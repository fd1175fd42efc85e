//! Seat lock error types.

use thiserror::Error;

/// Errors that can occur against the lock store.
#[derive(Debug, Error)]
pub enum SeatLockError {
    /// The lock store is unreachable. Acquisition fails closed on this.
    #[error("Lock store unavailable: {0}")]
    Unavailable(String),
}

impl From<redis::RedisError> for SeatLockError {
    fn from(err: redis::RedisError) -> Self {
        SeatLockError::Unavailable(err.to_string())
    }
}
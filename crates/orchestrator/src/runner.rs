//! Post-commit task runner: payment settlement and notification dispatch.

use booking_store::{BookingStatus, BookingStore};
use common::BookingId;
use tokio::sync::mpsc::UnboundedReceiver;
use tokio::task::JoinHandle;

use crate::queue::BookingTask;
use crate::services::{BookingNotification, NotificationService, PaymentService};

/// Drains the task queue and runs each step exactly once.
///
/// Every step loads the booking through its own store handle. There is no
/// retry, no backoff, no dead-letter queue, and no cancellation token: a
/// step that fails has failed for good, and a step still queued at process
/// termination never runs. The two steps for one booking are independent;
/// notification may observe the booking before payment has settled it.
pub struct TaskRunner<B, P, N>
where
    B: BookingStore,
    P: PaymentService,
    N: NotificationService,
{
    store: B,
    payment: P,
    notification: N,
}

impl<B, P, N> TaskRunner<B, P, N>
where
    B: BookingStore + 'static,
    P: PaymentService + 'static,
    N: NotificationService + 'static,
{
    /// Creates a runner over its own store session and collaborator clients.
    pub fn new(store: B, payment: P, notification: N) -> Self {
        Self {
            store,
            payment,
            notification,
        }
    }

    /// Spawns the drain loop on a dedicated tokio task.
    pub fn spawn(self, rx: UnboundedReceiver<BookingTask>) -> JoinHandle<()> {
        tokio::spawn(self.run(rx))
    }

    /// Drains tasks until the queue closes.
    pub async fn run(self, mut rx: UnboundedReceiver<BookingTask>) {
        while let Some(task) = rx.recv().await {
            self.handle(task).await;
        }
        tracing::debug!("task queue closed; runner exiting");
    }

    /// Runs a single task. Errors are terminal for the task and never
    /// propagate; they are recorded on the booking row or logged.
    pub async fn handle(&self, task: BookingTask) {
        match task {
            BookingTask::ProcessPayment(id) => self.process_payment(id).await,
            BookingTask::SendNotification(id) => self.send_notification(id).await,
        }
    }

    #[tracing::instrument(skip(self))]
    async fn process_payment(&self, booking_id: BookingId) {
        let mut booking = match self.store.get(booking_id).await {
            Ok(Some(booking)) => booking,
            Ok(None) => {
                tracing::error!(%booking_id, "booking not found for payment processing");
                return;
            }
            Err(err) => {
                tracing::error!(%booking_id, error = %err, "failed to load booking for payment");
                return;
            }
        };

        match self
            .payment
            .charge(booking.id, booking.total_amount, booking.user_id)
            .await
        {
            Ok(result) => {
                booking.payment_id = Some(result.payment_id.clone());
                booking.status = BookingStatus::Confirmed;
                metrics::counter!("booking_payments_settled_total").increment(1);
                tracing::info!(%booking_id, payment_id = %result.payment_id, "payment processed");
            }
            Err(err) => {
                // Single attempt: a declined or unreachable collaborator
                // makes the booking terminally failed.
                booking.status = BookingStatus::Failed;
                metrics::counter!("booking_payments_failed_total").increment(1);
                tracing::error!(%booking_id, error = %err, "payment processing failed");
            }
        }

        if let Err(err) = self.store.update(&booking).await {
            tracing::error!(%booking_id, error = %err, "failed to persist payment outcome");
        }
    }

    #[tracing::instrument(skip(self))]
    async fn send_notification(&self, booking_id: BookingId) {
        let booking = match self.store.get(booking_id).await {
            Ok(Some(booking)) => booking,
            Ok(None) => {
                tracing::error!(%booking_id, "booking not found for notification");
                return;
            }
            Err(err) => {
                tracing::error!(%booking_id, error = %err, "failed to load booking for notification");
                return;
            }
        };

        // The message reports whatever status is persisted right now; if
        // payment has not settled yet this says "pending".
        let notification = BookingNotification {
            booking_id: booking.id,
            user_id: booking.user_id,
            flight_id: booking.flight_id,
            status: booking.status,
            amount: booking.total_amount,
        };

        match self.notification.notify(&notification).await {
            Ok(()) => {
                tracing::info!(%booking_id, "notification sent");
            }
            Err(err) => {
                // Logged and dropped; no dead-letter queue.
                tracing::error!(%booking_id, error = %err, "failed to send notification");
            }
        }
    }
}
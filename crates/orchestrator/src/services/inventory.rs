//! Flight inventory collaborator: trait, in-memory double, HTTP client.

use std::collections::HashMap;
use std::sync::{Arc, RwLock};

use async_trait::async_trait;
use common::FlightId;
use serde::{Deserialize, Serialize};

use crate::error::BookingError;

/// The slice of flight state the coordinator needs: seat availability and
/// the current price.
#[derive(Debug, Clone, Copy, Serialize, Deserialize)]
pub struct FlightInfo {
    pub available_seats: i64,
    pub price: f64,
}

/// Trait for the inventory collaborator.
#[async_trait]
pub trait FlightInventoryService: Send + Sync {
    /// Fetches availability and price for a flight.
    async fn get_flight(&self, flight_id: FlightId) -> Result<FlightInfo, BookingError>;

    /// Overwrites the flight's available seat count.
    ///
    /// This is a plain write, not an atomic decrement; callers computing
    /// `current - 1` or `current + 1` own the read-modify-write race.
    async fn set_available_seats(
        &self,
        flight_id: FlightId,
        available_seats: i64,
    ) -> Result<(), BookingError>;
}

#[derive(Debug, Default)]
struct InMemoryInventoryState {
    flights: HashMap<FlightId, FlightInfo>,
    fail_on_update: bool,
    unavailable: bool,
}

/// In-memory inventory collaborator for testing.
#[derive(Debug, Clone, Default)]
pub struct InMemoryFlightInventory {
    state: Arc<RwLock<InMemoryInventoryState>>,
}

impl InMemoryFlightInventory {
    /// Creates a new empty inventory.
    pub fn new() -> Self {
        Self::default()
    }

    /// Registers a flight with the given availability and price.
    pub fn add_flight(&self, flight_id: FlightId, available_seats: i64, price: f64) {
        self.state.write().unwrap().flights.insert(
            flight_id,
            FlightInfo {
                available_seats,
                price,
            },
        );
    }

    /// Configures the double to fail seat-count updates.
    pub fn set_fail_on_update(&self, fail: bool) {
        self.state.write().unwrap().fail_on_update = fail;
    }

    /// Simulates the collaborator being unreachable.
    pub fn set_unavailable(&self, unavailable: bool) {
        self.state.write().unwrap().unavailable = unavailable;
    }

    /// Returns the current seat count for a flight, if registered.
    pub fn available_seats(&self, flight_id: FlightId) -> Option<i64> {
        self.state
            .read()
            .unwrap()
            .flights
            .get(&flight_id)
            .map(|f| f.available_seats)
    }
}

#[async_trait]
impl FlightInventoryService for InMemoryFlightInventory {
    async fn get_flight(&self, flight_id: FlightId) -> Result<FlightInfo, BookingError> {
        let state = self.state.read().unwrap();
        if state.unavailable {
            return Err(BookingError::ServiceUnavailable(
                "flight service unreachable".to_string(),
            ));
        }
        state
            .flights
            .get(&flight_id)
            .copied()
            .ok_or(BookingError::FlightNotFound(flight_id))
    }

    async fn set_available_seats(
        &self,
        flight_id: FlightId,
        available_seats: i64,
    ) -> Result<(), BookingError> {
        let mut state = self.state.write().unwrap();
        if state.unavailable {
            return Err(BookingError::ServiceUnavailable(
                "flight service unreachable".to_string(),
            ));
        }
        if state.fail_on_update {
            return Err(BookingError::ServiceUnavailable(
                "flight seat update rejected".to_string(),
            ));
        }
        let flight = state
            .flights
            .get_mut(&flight_id)
            .ok_or(BookingError::FlightNotFound(flight_id))?;
        flight.available_seats = available_seats;
        Ok(())
    }
}

#[derive(Serialize)]
struct SeatUpdateRequest {
    available_seats: i64,
}

/// HTTP client for the inventory collaborator.
///
/// The base URL is explicit construction-time configuration; nothing here
/// reads ambient global state.
#[derive(Clone)]
pub struct HttpFlightInventory {
    client: reqwest::Client,
    base_url: String,
}

impl HttpFlightInventory {
    /// Creates a client against `base_url` (e.g. `http://localhost:8001`).
    pub fn new(client: reqwest::Client, base_url: impl Into<String>) -> Self {
        Self {
            client,
            base_url: base_url.into(),
        }
    }
}

#[async_trait]
impl FlightInventoryService for HttpFlightInventory {
    async fn get_flight(&self, flight_id: FlightId) -> Result<FlightInfo, BookingError> {
        let url = format!("{}/flights/{}", self.base_url, flight_id);
        let response = self
            .client
            .get(&url)
            .send()
            .await
            .map_err(|e| BookingError::ServiceUnavailable(e.to_string()))?;

        if response.status() == reqwest::StatusCode::NOT_FOUND {
            return Err(BookingError::FlightNotFound(flight_id));
        }
        if !response.status().is_success() {
            return Err(BookingError::ServiceUnavailable(format!(
                "flight service returned {}",
                response.status()
            )));
        }

        response
            .json::<FlightInfo>()
            .await
            .map_err(|e| BookingError::ServiceUnavailable(e.to_string()))
    }

    async fn set_available_seats(
        &self,
        flight_id: FlightId,
        available_seats: i64,
    ) -> Result<(), BookingError> {
        let url = format!("{}/flights/{}", self.base_url, flight_id);
        let response = self
            .client
            .put(&url)
            .json(&SeatUpdateRequest { available_seats })
            .send()
            .await
            .map_err(|e| BookingError::ServiceUnavailable(e.to_string()))?;

        if response.status() == reqwest::StatusCode::NOT_FOUND {
            return Err(BookingError::FlightNotFound(flight_id));
        }
        if !response.status().is_success() {
            return Err(BookingError::ServiceUnavailable(format!(
                "flight service returned {}",
                response.status()
            )));
        }
        Ok(())
    }
}
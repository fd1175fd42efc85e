use serde::{Deserialize, Serialize};
use uuid::Uuid;

/// Unique identifier for a booking record.
///
/// Wraps a UUID to provide type safety and prevent mixing up
/// booking IDs with other UUID-based identifiers.
#[derive(Debug, Clone, Copy, PartialEq, Eq, Hash, Serialize, Deserialize)]
#[serde(transparent)]
pub struct BookingId(Uuid);

impl BookingId {
    /// Creates a new random booking ID.
    pub fn new() -> Self {
        Self(Uuid::new_v4())
    }

    /// Creates a booking ID from an existing UUID.
    pub fn from_uuid(uuid: Uuid) -> Self {
        Self(uuid)
    }

    /// Returns the underlying UUID.
    pub fn as_uuid(&self) -> Uuid {
        self.0
    }
}

impl Default for BookingId {
    fn default() -> Self {
        Self::new()
    }
}

impl std::fmt::Display for BookingId {
    fn fmt(&self, f: &mut std::fmt::Formatter<'_>) -> std::fmt::Result {
        write!(f, "{}", self.0)
    }
}

impl From<Uuid> for BookingId {
    fn from(uuid: Uuid) -> Self {
        Self(uuid)
    }
}

impl From<BookingId> for Uuid {
    fn from(id: BookingId) -> Self {
        id.0
    }
}

/// Identifier of a user, as assigned by the identity collaborator.
///
/// The collaborators exchange plain integer IDs on the wire, so this
/// is an integer newtype rather than a UUID.
#[derive(Debug, Clone, Copy, PartialEq, Eq, Hash, Serialize, Deserialize)]
#[serde(transparent)]
pub struct UserId(i64);

impl UserId {
    pub const fn new(id: i64) -> Self {
        Self(id)
    }

    pub const fn as_i64(&self) -> i64 {
        self.0
    }
}

impl std::fmt::Display for UserId {
    fn fmt(&self, f: &mut std::fmt::Formatter<'_>) -> std::fmt::Result {
        write!(f, "{}", self.0)
    }
}

/// Identifier of a flight, as assigned by the inventory collaborator.
#[derive(Debug, Clone, Copy, PartialEq, Eq, Hash, Serialize, Deserialize)]
#[serde(transparent)]
pub struct FlightId(i64);

impl FlightId {
    pub const fn new(id: i64) -> Self {
        Self(id)
    }

    pub const fn as_i64(&self) -> i64 {
        self.0
    }
}

impl std::fmt::Display for FlightId {
    fn fmt(&self, f: &mut std::fmt::Formatter<'_>) -> std::fmt::Result {
        write!(f, "{}", self.0)
    }
}

/// A seat number within a flight.
#[derive(Debug, Clone, Copy, PartialEq, Eq, Hash, Serialize, Deserialize)]
#[serde(transparent)]
pub struct SeatNumber(i64);

impl SeatNumber {
    pub const fn new(n: i64) -> Self {
        Self(n)
    }

    pub const fn as_i64(&self) -> i64 {
        self.0
    }
}

impl std::fmt::Display for SeatNumber {
    fn fmt(&self, f: &mut std::fmt::Formatter<'_>) -> std::fmt::Result {
        write!(f, "{}", self.0)
    }
}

# Task description:
For the listing above, state how many lines hold the string "BookingNotification", giving the number alone.

# Solution:
2